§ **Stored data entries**
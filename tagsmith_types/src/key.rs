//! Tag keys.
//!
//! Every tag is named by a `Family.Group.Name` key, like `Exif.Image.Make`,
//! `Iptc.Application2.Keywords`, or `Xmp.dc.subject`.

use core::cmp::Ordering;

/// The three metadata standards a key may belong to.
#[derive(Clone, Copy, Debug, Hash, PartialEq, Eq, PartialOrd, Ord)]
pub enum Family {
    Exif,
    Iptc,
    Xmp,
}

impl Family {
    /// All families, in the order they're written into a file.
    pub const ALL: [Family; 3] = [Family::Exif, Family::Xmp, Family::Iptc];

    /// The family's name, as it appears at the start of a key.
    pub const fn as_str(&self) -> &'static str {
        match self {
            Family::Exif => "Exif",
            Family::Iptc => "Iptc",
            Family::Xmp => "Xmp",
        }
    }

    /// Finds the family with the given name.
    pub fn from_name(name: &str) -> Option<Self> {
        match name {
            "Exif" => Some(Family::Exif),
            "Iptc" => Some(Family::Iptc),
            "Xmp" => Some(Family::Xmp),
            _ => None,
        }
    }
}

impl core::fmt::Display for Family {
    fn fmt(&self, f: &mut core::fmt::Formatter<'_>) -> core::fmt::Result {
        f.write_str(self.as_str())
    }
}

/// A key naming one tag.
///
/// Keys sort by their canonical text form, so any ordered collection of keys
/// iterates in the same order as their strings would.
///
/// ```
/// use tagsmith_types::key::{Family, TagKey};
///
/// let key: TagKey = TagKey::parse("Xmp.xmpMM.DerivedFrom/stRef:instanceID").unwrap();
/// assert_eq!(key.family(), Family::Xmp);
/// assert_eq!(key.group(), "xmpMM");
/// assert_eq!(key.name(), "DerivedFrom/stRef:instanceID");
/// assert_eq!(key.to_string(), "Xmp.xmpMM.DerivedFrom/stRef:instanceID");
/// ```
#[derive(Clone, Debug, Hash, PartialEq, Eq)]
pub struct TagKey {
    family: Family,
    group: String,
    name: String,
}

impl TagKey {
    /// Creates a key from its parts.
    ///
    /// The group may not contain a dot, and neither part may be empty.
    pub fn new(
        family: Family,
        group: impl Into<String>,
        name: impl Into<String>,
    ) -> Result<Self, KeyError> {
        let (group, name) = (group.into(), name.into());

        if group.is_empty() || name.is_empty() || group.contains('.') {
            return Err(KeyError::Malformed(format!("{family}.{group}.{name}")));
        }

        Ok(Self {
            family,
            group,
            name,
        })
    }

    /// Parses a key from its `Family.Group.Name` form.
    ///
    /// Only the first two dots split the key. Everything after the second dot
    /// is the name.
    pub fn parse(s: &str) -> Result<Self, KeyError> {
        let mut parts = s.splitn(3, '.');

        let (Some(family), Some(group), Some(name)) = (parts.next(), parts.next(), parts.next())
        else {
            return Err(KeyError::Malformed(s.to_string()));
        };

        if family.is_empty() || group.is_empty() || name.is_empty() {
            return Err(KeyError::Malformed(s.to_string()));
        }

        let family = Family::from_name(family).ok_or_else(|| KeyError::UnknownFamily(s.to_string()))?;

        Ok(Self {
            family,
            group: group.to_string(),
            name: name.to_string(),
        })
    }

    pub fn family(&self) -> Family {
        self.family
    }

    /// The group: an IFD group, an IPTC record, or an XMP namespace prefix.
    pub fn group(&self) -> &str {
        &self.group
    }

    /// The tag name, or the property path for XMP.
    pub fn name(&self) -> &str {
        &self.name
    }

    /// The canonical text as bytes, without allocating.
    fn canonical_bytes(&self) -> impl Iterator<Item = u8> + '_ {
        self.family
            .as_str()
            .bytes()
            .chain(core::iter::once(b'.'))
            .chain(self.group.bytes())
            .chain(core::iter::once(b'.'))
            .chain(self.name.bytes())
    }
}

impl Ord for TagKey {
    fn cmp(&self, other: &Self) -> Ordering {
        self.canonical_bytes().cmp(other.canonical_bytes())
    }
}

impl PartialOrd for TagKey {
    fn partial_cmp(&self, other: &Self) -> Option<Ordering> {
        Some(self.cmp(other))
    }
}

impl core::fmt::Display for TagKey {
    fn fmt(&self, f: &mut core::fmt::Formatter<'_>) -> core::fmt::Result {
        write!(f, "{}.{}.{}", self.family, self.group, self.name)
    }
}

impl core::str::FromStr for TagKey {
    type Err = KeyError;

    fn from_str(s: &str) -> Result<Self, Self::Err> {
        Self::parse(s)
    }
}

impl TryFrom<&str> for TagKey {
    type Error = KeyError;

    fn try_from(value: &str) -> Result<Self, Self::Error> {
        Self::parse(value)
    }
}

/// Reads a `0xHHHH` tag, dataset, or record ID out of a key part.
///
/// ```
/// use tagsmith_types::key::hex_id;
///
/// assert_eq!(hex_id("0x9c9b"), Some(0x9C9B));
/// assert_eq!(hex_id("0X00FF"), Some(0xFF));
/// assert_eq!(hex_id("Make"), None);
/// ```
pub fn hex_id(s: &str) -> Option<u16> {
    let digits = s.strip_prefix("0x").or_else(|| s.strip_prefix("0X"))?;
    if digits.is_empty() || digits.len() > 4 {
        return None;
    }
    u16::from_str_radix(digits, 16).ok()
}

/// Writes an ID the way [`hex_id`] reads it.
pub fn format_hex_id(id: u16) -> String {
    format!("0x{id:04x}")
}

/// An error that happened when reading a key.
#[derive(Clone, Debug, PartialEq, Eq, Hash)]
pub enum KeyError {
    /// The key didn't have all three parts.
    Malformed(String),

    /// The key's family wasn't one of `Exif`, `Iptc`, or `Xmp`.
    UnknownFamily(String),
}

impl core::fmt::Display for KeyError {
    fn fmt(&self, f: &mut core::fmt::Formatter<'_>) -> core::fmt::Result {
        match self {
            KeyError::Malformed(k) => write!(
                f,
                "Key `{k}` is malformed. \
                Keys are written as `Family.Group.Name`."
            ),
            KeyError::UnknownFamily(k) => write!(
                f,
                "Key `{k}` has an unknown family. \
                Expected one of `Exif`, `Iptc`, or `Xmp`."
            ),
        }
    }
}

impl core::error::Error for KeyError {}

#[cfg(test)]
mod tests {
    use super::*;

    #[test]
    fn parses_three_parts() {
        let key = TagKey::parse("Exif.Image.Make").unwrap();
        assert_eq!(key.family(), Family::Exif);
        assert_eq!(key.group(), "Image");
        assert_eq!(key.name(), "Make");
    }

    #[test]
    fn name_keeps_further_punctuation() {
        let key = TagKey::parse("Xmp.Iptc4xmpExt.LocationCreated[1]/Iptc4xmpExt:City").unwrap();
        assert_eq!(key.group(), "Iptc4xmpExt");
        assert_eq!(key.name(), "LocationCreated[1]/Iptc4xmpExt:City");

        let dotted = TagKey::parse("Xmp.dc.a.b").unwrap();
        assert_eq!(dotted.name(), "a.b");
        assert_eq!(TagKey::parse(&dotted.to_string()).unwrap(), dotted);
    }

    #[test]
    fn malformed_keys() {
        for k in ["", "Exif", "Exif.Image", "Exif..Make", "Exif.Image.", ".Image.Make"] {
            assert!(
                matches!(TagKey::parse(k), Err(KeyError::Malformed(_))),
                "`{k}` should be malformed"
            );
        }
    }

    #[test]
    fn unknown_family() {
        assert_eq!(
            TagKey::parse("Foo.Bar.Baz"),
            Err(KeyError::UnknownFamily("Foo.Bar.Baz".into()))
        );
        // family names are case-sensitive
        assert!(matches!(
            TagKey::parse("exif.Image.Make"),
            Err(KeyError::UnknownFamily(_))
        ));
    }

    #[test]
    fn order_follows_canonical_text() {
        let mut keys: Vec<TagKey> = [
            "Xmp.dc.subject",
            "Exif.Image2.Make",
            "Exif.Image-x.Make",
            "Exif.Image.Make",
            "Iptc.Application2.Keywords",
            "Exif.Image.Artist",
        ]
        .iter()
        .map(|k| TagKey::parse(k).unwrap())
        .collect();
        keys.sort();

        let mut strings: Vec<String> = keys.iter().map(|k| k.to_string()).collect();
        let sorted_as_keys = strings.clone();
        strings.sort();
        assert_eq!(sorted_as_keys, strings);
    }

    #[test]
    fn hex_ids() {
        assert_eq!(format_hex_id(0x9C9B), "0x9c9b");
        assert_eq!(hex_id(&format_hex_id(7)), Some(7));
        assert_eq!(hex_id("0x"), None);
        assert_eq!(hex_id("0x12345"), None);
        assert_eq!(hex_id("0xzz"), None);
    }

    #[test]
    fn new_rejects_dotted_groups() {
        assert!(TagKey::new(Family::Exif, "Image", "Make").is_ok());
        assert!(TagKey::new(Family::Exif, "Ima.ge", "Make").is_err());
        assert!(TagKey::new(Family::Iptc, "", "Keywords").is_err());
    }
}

§ **YOUR ASSIGNMENT**
Filter the records for the string "PartialOrd" and copy every line that holds it.

§ **ANSWER TO THE PROBLEM**
#[derive(Clone, Copy, Debug, Hash, PartialEq, Eq, PartialOrd, Ord)]
impl PartialOrd for TagKey {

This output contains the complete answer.